▶ _Task directions_: Please write out every entry below, word for word.
[[ Source records open ]]
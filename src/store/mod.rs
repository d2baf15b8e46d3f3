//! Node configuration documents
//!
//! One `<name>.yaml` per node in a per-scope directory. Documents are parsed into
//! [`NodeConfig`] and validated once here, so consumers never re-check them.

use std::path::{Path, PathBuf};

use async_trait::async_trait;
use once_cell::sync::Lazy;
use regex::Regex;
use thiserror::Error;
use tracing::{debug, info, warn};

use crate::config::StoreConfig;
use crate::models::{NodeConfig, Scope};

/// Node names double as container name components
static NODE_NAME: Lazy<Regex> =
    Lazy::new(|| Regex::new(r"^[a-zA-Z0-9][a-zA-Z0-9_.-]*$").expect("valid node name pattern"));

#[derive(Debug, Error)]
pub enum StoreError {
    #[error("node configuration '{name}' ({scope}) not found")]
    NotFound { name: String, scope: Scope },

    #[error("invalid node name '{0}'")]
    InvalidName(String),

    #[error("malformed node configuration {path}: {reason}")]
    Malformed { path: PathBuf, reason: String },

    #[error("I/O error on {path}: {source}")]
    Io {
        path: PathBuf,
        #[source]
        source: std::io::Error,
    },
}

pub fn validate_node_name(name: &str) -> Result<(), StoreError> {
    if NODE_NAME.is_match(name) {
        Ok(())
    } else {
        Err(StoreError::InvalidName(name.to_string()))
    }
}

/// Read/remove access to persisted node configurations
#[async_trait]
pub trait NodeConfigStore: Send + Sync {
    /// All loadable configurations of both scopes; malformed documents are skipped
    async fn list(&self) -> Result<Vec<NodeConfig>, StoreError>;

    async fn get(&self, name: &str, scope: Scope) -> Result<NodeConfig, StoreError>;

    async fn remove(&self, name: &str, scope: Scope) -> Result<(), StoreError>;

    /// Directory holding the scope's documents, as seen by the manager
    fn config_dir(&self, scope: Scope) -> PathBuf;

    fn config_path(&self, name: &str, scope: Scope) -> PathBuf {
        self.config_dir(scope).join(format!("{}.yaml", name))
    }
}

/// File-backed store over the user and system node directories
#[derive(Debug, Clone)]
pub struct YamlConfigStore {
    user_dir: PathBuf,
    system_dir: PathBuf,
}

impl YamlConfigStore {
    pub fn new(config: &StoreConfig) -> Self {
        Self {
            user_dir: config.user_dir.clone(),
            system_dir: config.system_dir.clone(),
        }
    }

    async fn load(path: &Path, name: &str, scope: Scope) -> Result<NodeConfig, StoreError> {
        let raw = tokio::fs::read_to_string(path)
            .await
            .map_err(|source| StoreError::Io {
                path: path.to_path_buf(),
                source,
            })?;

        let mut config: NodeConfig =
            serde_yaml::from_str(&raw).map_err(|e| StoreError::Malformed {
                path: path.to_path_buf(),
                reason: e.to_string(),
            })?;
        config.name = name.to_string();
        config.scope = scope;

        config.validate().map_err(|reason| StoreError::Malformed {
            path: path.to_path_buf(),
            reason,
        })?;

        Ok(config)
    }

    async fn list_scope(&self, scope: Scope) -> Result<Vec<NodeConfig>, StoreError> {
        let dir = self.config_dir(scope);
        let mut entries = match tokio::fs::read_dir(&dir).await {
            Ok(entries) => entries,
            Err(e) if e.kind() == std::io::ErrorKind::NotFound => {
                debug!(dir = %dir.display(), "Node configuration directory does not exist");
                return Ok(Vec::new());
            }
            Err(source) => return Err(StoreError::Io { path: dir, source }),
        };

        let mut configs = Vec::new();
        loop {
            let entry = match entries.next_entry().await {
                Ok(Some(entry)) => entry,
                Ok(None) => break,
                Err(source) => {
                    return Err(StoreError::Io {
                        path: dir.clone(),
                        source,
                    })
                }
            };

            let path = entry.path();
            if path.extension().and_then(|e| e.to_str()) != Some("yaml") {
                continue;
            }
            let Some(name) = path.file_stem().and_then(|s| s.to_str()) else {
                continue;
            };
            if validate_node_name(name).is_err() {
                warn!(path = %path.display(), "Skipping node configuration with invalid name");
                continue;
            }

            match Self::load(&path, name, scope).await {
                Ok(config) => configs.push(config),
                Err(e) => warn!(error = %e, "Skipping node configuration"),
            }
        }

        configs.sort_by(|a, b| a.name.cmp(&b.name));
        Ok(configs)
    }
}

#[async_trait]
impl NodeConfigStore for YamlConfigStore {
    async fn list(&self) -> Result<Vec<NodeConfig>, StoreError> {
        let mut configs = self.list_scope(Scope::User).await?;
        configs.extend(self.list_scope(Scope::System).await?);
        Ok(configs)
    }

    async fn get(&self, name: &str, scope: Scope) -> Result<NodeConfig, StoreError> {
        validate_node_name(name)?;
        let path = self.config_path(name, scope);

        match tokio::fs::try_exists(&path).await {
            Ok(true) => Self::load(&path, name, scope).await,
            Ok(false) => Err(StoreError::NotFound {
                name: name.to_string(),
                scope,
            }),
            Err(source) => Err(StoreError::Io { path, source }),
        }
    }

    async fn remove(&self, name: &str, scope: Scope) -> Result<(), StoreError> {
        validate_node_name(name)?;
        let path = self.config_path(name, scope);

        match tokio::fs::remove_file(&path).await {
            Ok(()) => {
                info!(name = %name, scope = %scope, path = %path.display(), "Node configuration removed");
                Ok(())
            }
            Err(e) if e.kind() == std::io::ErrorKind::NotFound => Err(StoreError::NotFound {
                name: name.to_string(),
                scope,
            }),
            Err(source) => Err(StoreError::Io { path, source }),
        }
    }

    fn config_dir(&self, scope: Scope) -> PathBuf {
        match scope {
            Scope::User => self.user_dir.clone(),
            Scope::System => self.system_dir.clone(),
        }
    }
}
[[ Source records closed ]]
▶ _Solution for this exercise_:
filename src/store/mod.rs
repository d2baf15b8e46d3f3
//! Node configuration documents
//!
//! One `<name>.yaml` per node in a per-scope directory. Documents are parsed into
//! [`NodeConfig`] and validated once here, so consumers never re-check them.

use std::path::{Path, PathBuf};

use async_trait::async_trait;
use once_cell::sync::Lazy;
use regex::Regex;
use thiserror::Error;
use tracing::{debug, info, warn};

use crate::config::StoreConfig;
use crate::models::{NodeConfig, Scope};

/// Node names double as container name components
static NODE_NAME: Lazy<Regex> =
    Lazy::new(|| Regex::new(r"^[a-zA-Z0-9][a-zA-Z0-9_.-]*$").expect("valid node name pattern"));

#[derive(Debug, Error)]
pub enum StoreError {
    #[error("node configuration '{name}' ({scope}) not found")]
    NotFound { name: String, scope: Scope },

    #[error("invalid node name '{0}'")]
    InvalidName(String),

    #[error("malformed node configuration {path}: {reason}")]
    Malformed { path: PathBuf, reason: String },

    #[error("I/O error on {path}: {source}")]
    Io {
        path: PathBuf,
        #[source]
        source: std::io::Error,
    },
}

pub fn validate_node_name(name: &str) -> Result<(), StoreError> {
    if NODE_NAME.is_match(name) {
        Ok(())
    } else {
        Err(StoreError::InvalidName(name.to_string()))
    }
}

/// Read/remove access to persisted node configurations
#[async_trait]
pub trait NodeConfigStore: Send + Sync {
    /// All loadable configurations of both scopes; malformed documents are skipped
    async fn list(&self) -> Result<Vec<NodeConfig>, StoreError>;

    async fn get(&self, name: &str, scope: Scope) -> Result<NodeConfig, StoreError>;

    async fn remove(&self, name: &str, scope: Scope) -> Result<(), StoreError>;

    /// Directory holding the scope's documents, as seen by the manager
    fn config_dir(&self, scope: Scope) -> PathBuf;

    fn config_path(&self, name: &str, scope: Scope) -> PathBuf {
        self.config_dir(scope).join(format!("{}.yaml", name))
    }
}

/// File-backed store over the user and system node directories
#[derive(Debug, Clone)]
pub struct YamlConfigStore {
    user_dir: PathBuf,
    system_dir: PathBuf,
}

impl YamlConfigStore {
    pub fn new(config: &StoreConfig) -> Self {
        Self {
            user_dir: config.user_dir.clone(),
            system_dir: config.system_dir.clone(),
        }
    }

    async fn load(path: &Path, name: &str, scope: Scope) -> Result<NodeConfig, StoreError> {
        let raw = tokio::fs::read_to_string(path)
            .await
            .map_err(|source| StoreError::Io {
                path: path.to_path_buf(),
                source,
            })?;

        let mut config: NodeConfig =
            serde_yaml::from_str(&raw).map_err(|e| StoreError::Malformed {
                path: path.to_path_buf(),
                reason: e.to_string(),
            })?;
        config.name = name.to_string();
        config.scope = scope;

        config.validate().map_err(|reason| StoreError::Malformed {
            path: path.to_path_buf(),
            reason,
        })?;

        Ok(config)
    }

    async fn list_scope(&self, scope: Scope) -> Result<Vec<NodeConfig>, StoreError> {
        let dir = self.config_dir(scope);
        let mut entries = match tokio::fs::read_dir(&dir).await {
            Ok(entries) => entries,
            Err(e) if e.kind() == std::io::ErrorKind::NotFound => {
                debug!(dir = %dir.display(), "Node configuration directory does not exist");
                return Ok(Vec::new());
            }
            Err(source) => return Err(StoreError::Io { path: dir, source }),
        };

        let mut configs = Vec::new();
        loop {
            let entry = match entries.next_entry().await {
                Ok(Some(entry)) => entry,
                Ok(None) => break,
                Err(source) => {
                    return Err(StoreError::Io {
                        path: dir.clone(),
                        source,
                    })
                }
            };

            let path = entry.path();
            if path.extension().and_then(|e| e.to_str()) != Some("yaml") {
                continue;
            }
            let Some(name) = path.file_stem().and_then(|s| s.to_str()) else {
                continue;
            };
            if validate_node_name(name).is_err() {
                warn!(path = %path.display(), "Skipping node configuration with invalid name");
                continue;
            }

            match Self::load(&path, name, scope).await {
                Ok(config) => configs.push(config),
                Err(e) => warn!(error = %e, "Skipping node configuration"),
            }
        }

        configs.sort_by(|a, b| a.name.cmp(&b.name));
        Ok(configs)
    }
}

#[async_trait]
impl NodeConfigStore for YamlConfigStore {
    async fn list(&self) -> Result<Vec<NodeConfig>, StoreError> {
        let mut configs = self.list_scope(Scope::User).await?;
        configs.extend(self.list_scope(Scope::System).await?);
        Ok(configs)
    }

    async fn get(&self, name: &str, scope: Scope) -> Result<NodeConfig, StoreError> {
        validate_node_name(name)?;
        let path = self.config_path(name, scope);

        match tokio::fs::try_exists(&path).await {
            Ok(true) => Self::load(&path, name, scope).await,
            Ok(false) => Err(StoreError::NotFound {
                name: name.to_string(),
                scope,
            }),
            Err(source) => Err(StoreError::Io { path, source }),
        }
    }

    async fn remove(&self, name: &str, scope: Scope) -> Result<(), StoreError> {
        validate_node_name(name)?;
        let path = self.config_path(name, scope);

        match tokio::fs::remove_file(&path).await {
            Ok(()) => {
                info!(name = %name, scope = %scope, path = %path.display(), "Node configuration removed");
                Ok(())
            }
            Err(e) if e.kind() == std::io::ErrorKind::NotFound => Err(StoreError::NotFound {
                name: name.to_string(),
                scope,
            }),
            Err(source) => Err(StoreError::Io { path, source }),
        }
    }

    fn config_dir(&self, scope: Scope) -> PathBuf {
        match scope {
            Scope::User => self.user_dir.clone(),
            Scope::System => self.system_dir.clone(),
        }
    }
}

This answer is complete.